A total of 1654 liver transplants were performed in patients between March 2004 and March 2015. Patients were included in the study if they underwent DUS and a follow-up computed tomography angiography (CTA) or digital subtraction angiography (DSA) within a 4-week interval at least 1 month after the LT for a targeted evaluation of the hepatic arteries based on the present diagnostic procedure at our institution, as mentioned above (Fig. 1). If there were multiple examinations, the earliest pair was selected for each liver. A total of 190 transplanted livers in 189 patients fulfilled the inclusion criteria. Examination pairs were excluded for the following reasons: undetectable flow signal in both left and right hepatic arteries or quantitative parameters derived despite the documentation of arterial flow (n = 13); and unavailability of angiographic images in our picture archiving and communication system (PACS) (n = 5). The remaining 172 transplanted livers in 171 patients (total mean age 47 years ± 12, age range 7–71 years), including 146 men (mean age 47 years ± 11, age range 7–71 years) and 25 women (mean age 44 years ± 13, age range 16–64 years) (P = 0.334 for sex difference), constituted our study population. One patient underwent two LTs in an interval of 56 months. Out of these patients, 161 underwent deceased-donor LT, and the remaining patients underwent living-donor LT using modified right-lobe (n = 8) or left-lobe (n = 1) grafts. Indications for LT included hepatocellular carcinoma (n = 88), liver cirrhosis associated with hepatitis B or C virus (n = 32), fulminant hepatic failure (n = 39), Wilson’s disease (n = 2), alcoholic liver disease (n = 3), autoimmune liver disease (n = 2), polycystic liver disease (n = 1), congenital cirrhosis (n = 1), hepatoblastoma (n = 1), biliary stricture (n = 2), and liver metastases (n = 1).

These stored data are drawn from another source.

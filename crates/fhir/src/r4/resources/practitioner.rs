use crate::FhirJson;
use crate::codec::JsonMap;
use crate::r4::*;

/// A person with a formal responsibility in the provisioning of healthcare or
/// related services.
#[derive(Debug, Clone, PartialEq, Default, FhirJson)]
#[fhir(resource = "Practitioner")]
pub struct Practitioner {
    #[fhir(string)]
    pub id: Option<std::string::String>,
    pub meta: Option<Meta>,
    #[fhir(primitive)]
    pub implicit_rules: Option<Uri>,
    #[fhir(primitive)]
    pub language: Option<Code>,
    pub text: Option<Narrative>,
    pub contained: Option<Vec<Resource>>,
    pub extension: Option<Vec<Extension>>,
    pub modifier_extension: Option<Vec<Extension>>,
    pub identifier: Option<Vec<Identifier>>,
    #[fhir(primitive)]
    pub active: Option<Boolean>,
    pub name: Option<Vec<HumanName>>,
    pub telecom: Option<Vec<ContactPoint>>,
    pub address: Option<Vec<Address>>,
    #[fhir(primitive)]
    pub gender: Option<Code>,
    #[fhir(primitive)]
    pub birth_date: Option<Date>,
    pub photo: Option<Vec<Attachment>>,
    pub qualification: Option<Vec<PractitionerQualification>>,
    pub communication: Option<Vec<CodeableConcept>>,
    #[fhir(unknown)]
    pub unknown_fields: JsonMap,
}

/// Certification, licenses, or training pertaining to the provision of care.
#[derive(Debug, Clone, PartialEq, Default, FhirJson)]
pub struct PractitionerQualification {
    #[fhir(string)]
    pub id: Option<std::string::String>,
    pub extension: Option<Vec<Extension>>,
    pub modifier_extension: Option<Vec<Extension>>,
    pub identifier: Option<Vec<Identifier>>,
    pub code: Option<CodeableConcept>,
    pub period: Option<Period>,
    pub issuer: Option<Reference>,
    #[fhir(unknown)]
    pub unknown_fields: JsonMap,
}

We found that applying the traditional TPW criterion defined by Dodd III et al.  as a TPW with RI < 0.5 and SAT > 0.08 s indeed led to a high false-positive rate of 18.1%, which is identical to that in previous studies [10, 18]. The high false-positive rate indicates that a number of patients with TPW should not require treatment or further examinations. To avoid unnecessary management, the combination of TPW and additional abnormal liver function (category 2) for depicting HAS is now applied at our institution (Fig. 1). The false-positive rate indeed decreased to 7.6%. However, sensitivity also decreased from 74.6% to 41.8%, possibly because of a slow progression of these HAS cases with unapparent evaluated liver function within a few days, which also caused delayed management for these high-risk patients in our research.